BTC China, one of the largest bitcoin exchanges, stopped accepting PMB deposits to user accounts from China Merchants Bank. The decision was followed by a bank’s announcement that it would not allow its customers to be engaged in financial transactions involving bitcoin.
The firm posted the news on the Weibo site: “Due to a notice issued by China Merchants Bank, BTC China, out of consideration for user security and stabilization operations, decided to suspend the credit of accounts with RMB.”
“For subsequent updates, please pay attention to our website and Twitter, thank you again for your interest and support of BTC China.”
Last week several banks and financial institutions said they were going to stop any operations with bitcoin exchanges after meetings with representatives of the People’s Bank of China (PBOC). This resulted in a USD 40 bitcoin price reduction.
The PBOC criticized China Merchants bank and other institutions for providing their services to BTC China. While preventing its customers from funding their bitcoin exchange accounts, the PBOC wants to stop withdrawals from litecoin and bitcoin into yuan.

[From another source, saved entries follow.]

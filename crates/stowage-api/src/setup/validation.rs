//! Configuration validation
//!
//! Re-checks the parsed configuration at startup and warns about settings that
//! are legal but likely unintended.

use anyhow::Result;
use stowage_core::{Config, StorageBackend};

pub fn validate_config(config: &Config) -> Result<()> {
    config.validate()?;

    let is_production = config.is_production();

    if !is_production && config.cors_origins().iter().any(|o| o == "*") {
        tracing::warn!("CORS allows all origins; set CORS_ORIGINS before deploying");
    }

    if config.reconcile_interval_secs() > 0 && config.reconcile_grace_secs() == 0 {
        tracing::warn!(
            "RECONCILE_GRACE_SECS is 0 - the background sweep may remove blobs of in-flight uploads"
        );
    }

    if config.storage_backend() == StorageBackend::ObjectStore
        && config.local_storage_path().is_some()
    {
        tracing::warn!("LOCAL_STORAGE_PATH is ignored when using the object store backend");
    }

    Ok(())
}
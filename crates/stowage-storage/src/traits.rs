//! Storage abstraction trait
//!
//! This module defines the Storage trait that all storage backends must implement.

use crate::{StorageBackend, StoredObject};
use async_trait::async_trait;
use bytes::Bytes;
use futures::Stream;
use std::pin::Pin;
use stowage_core::AppError;
use thiserror::Error;

/// Storage operation errors
#[derive(Debug, Error)]
pub enum StorageError {
    #[error("Upload failed: {0}")]
    UploadFailed(String),

    #[error("Download failed: {0}")]
    DownloadFailed(String),

    #[error("Delete failed: {0}")]
    DeleteFailed(String),

    #[error("File not found: {0}")]
    NotFound(String),

    #[error("Object already exists: {0}")]
    AlreadyExists(String),

    #[error("Invalid storage key: {0}")]
    InvalidKey(String),

    #[error("Operation not supported: {0}")]
    Unsupported(String),

    #[error("Storage backend error: {0}")]
    BackendError(String),

    #[error("Storage operation timed out: {0}")]
    Timeout(String),

    #[error("IO error: {0}")]
    IoError(#[from] std::io::Error),

    #[error("Configuration error: {0}")]
    ConfigError(String),
}

impl StorageError {
    /// Whether a caller may reasonably retry the operation later.
    ///
    /// Only network-level failures of the object store qualify; local disk
    /// errors and configuration problems do not go away on their own.
    pub fn is_retryable(&self) -> bool {
        matches!(self, StorageError::BackendError(_) | StorageError::Timeout(_))
    }
}

impl From<StorageError> for AppError {
    fn from(err: StorageError) -> Self {
        match err {
            StorageError::NotFound(key) => AppError::NotFound(format!("File not found: {}", key)),
            StorageError::AlreadyExists(key) => AppError::DuplicateKey(key),
            StorageError::Unsupported(msg) => AppError::UnsupportedOperation(msg),
            StorageError::InvalidKey(msg) => AppError::InvalidInput(msg),
            other => AppError::BackendUnavailable {
                retryable: other.is_retryable(),
                message: other.to_string(),
            },
        }
    }
}

/// Result type for storage operations
pub type StorageResult<T> = Result<T, StorageError>;

/// Chunked file contents.
pub type ByteStream = Pin<Box<dyn Stream<Item = Result<Bytes, StorageError>> + Send>>;

/// Storage abstraction trait
///
/// Both backends (local filesystem, object store) implement this trait and
/// are used as `Arc<dyn Storage>`. The backend is picked once at startup, so
/// callers never branch on the concrete type.
#[async_trait]
pub trait Storage: Send + Sync {
    /// Store `data` under a new `storage_key`. `content_type` is recorded as
    /// object metadata where the backend supports it.
    ///
    /// Existing bytes are never overwritten: a taken key fails with
    /// `StorageError::AlreadyExists`.
    async fn put(&self, storage_key: &str, data: Bytes, content_type: &str) -> StorageResult<()>;

    /// Read a whole file.
    ///
    /// The object store does not serve bytes directly and returns
    /// `StorageError::Unsupported`; clients fetch from `locate` instead.
    async fn get(&self, storage_key: &str) -> StorageResult<Bytes>;

    /// Read a file as a stream. Same support rules as `get`.
    async fn get_stream(&self, storage_key: &str) -> StorageResult<ByteStream>;

    /// Delete a file. Returns `StorageError::NotFound` when nothing was stored
    /// under the key.
    async fn delete(&self, storage_key: &str) -> StorageResult<()>;

    /// Resolvable URL for a key. Pure; performs no I/O.
    fn locate(&self, storage_key: &str) -> String;

    /// Check if a file exists
    async fn exists(&self, storage_key: &str) -> StorageResult<bool>;

    /// Every object currently held by the backend (used by reconciliation).
    async fn list_objects(&self) -> StorageResult<Vec<StoredObject>>;

    /// Get the storage backend type
    fn backend_type(&self) -> StorageBackend;
}

#[cfg(test)]
mod tests {
    use super::*;
    use stowage_core::ErrorMetadata;

    #[test]
    fn test_not_found_maps_to_404() {
        let err: AppError = StorageError::NotFound("abc_photo.png".to_string()).into();
        assert_eq!(err.http_status_code(), 404);
        assert_eq!(err.error_code(), "NOT_FOUND");
    }

    #[test]
    fn test_already_exists_maps_to_duplicate_key() {
        let err: AppError = StorageError::AlreadyExists("abc_photo.png".to_string()).into();
        assert!(matches!(err, AppError::DuplicateKey(ref key) if key == "abc_photo.png"));
    }

    #[test]
    fn test_unsupported_maps_to_unsupported_operation() {
        let err: AppError = StorageError::Unsupported("direct read".to_string()).into();
        assert!(matches!(err, AppError::UnsupportedOperation(_)));
    }

    #[test]
    fn test_timeouts_are_retryable_backend_errors() {
        let err: AppError = StorageError::Timeout("put abc after 3 attempts".to_string()).into();
        assert!(matches!(
            err,
            AppError::BackendUnavailable {
                retryable: true,
                ..
            }
        ));
    }

    #[test]
    fn test_local_io_errors_are_fatal() {
        let io = std::io::Error::new(std::io::ErrorKind::PermissionDenied, "denied");
        let err: AppError = StorageError::IoError(io).into();
        assert!(matches!(
            err,
            AppError::BackendUnavailable {
                retryable: false,
                ..
            }
        ));
        assert!(err.is_sensitive());
    }
}
//! Database setup and initialization

use anyhow::{Context, Result};
use sqlx::postgres::PgPoolOptions;
use sqlx::PgPool;
use std::time::Duration;
use stowage_core::Config;

/// Setup database connection pool and run migrations
pub async fn setup_database(config: &Config) -> Result<PgPool> {
    tracing::info!("Connecting to database...");
    let pool = PgPoolOptions::new()
        .max_connections(config.db_max_connections())
        .acquire_timeout(Duration::from_secs(config.db_timeout_seconds()))
        .idle_timeout(Duration::from_secs(600))
        .max_lifetime(Duration::from_secs(1800))
        .connect(config.database_url())
        .await
        .context("Failed to connect to database")?;

    tracing::info!(
        max_connections = config.db_max_connections(),
        "Database connected successfully"
    );

    stowage_db::run_migrations(&pool)
        .await
        .context("Failed to run database migrations")?;
    tracing::info!("Database migrations applied");

    Ok(pool)
}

Since PBOC first revealed its concerns in last December, official policy has not changed. The bank’s representatives say:
“The current level of services that banks and third-party payment processors provide counts as directly providing services to Bitcoin related companies. Online stores and public marketplaces that sell or trade ‘deposit codes’ from Bitcoin exchanges counts as indirectly providing services to Bitcoin related companies.”
This means that payment processors and banks need to close their payment terminals and accounts at Bitcoin firms.
Some bitcoin exchangers, including OKcoin and Huobi, find a way of how to go around PBOC’s regulations. They created “deposit codes”, which users can trade with.
OKcoin presented a new “recharging method”, allowing customers to convert Chinese Yuan into codes with the same value, which can be then sold or transferred to other users. Some exchages experiment with other options such as funding via personal bank accounts and voucher systems.
Since PBOC announcement, most bitcoin exchanges closed banks accounts and third-party processors. Still, several banks continue providing services to Chinese bitcoin exchanges.
PBOC currently denies that it will ban bitcoin outright, although it did not say how it is going to restrict virtual currency use in China.
After BTC China halted Yuan deposits, bitcoin price fell to about USD 450 from USD 500. This means that the news in China raised concerns of the traders.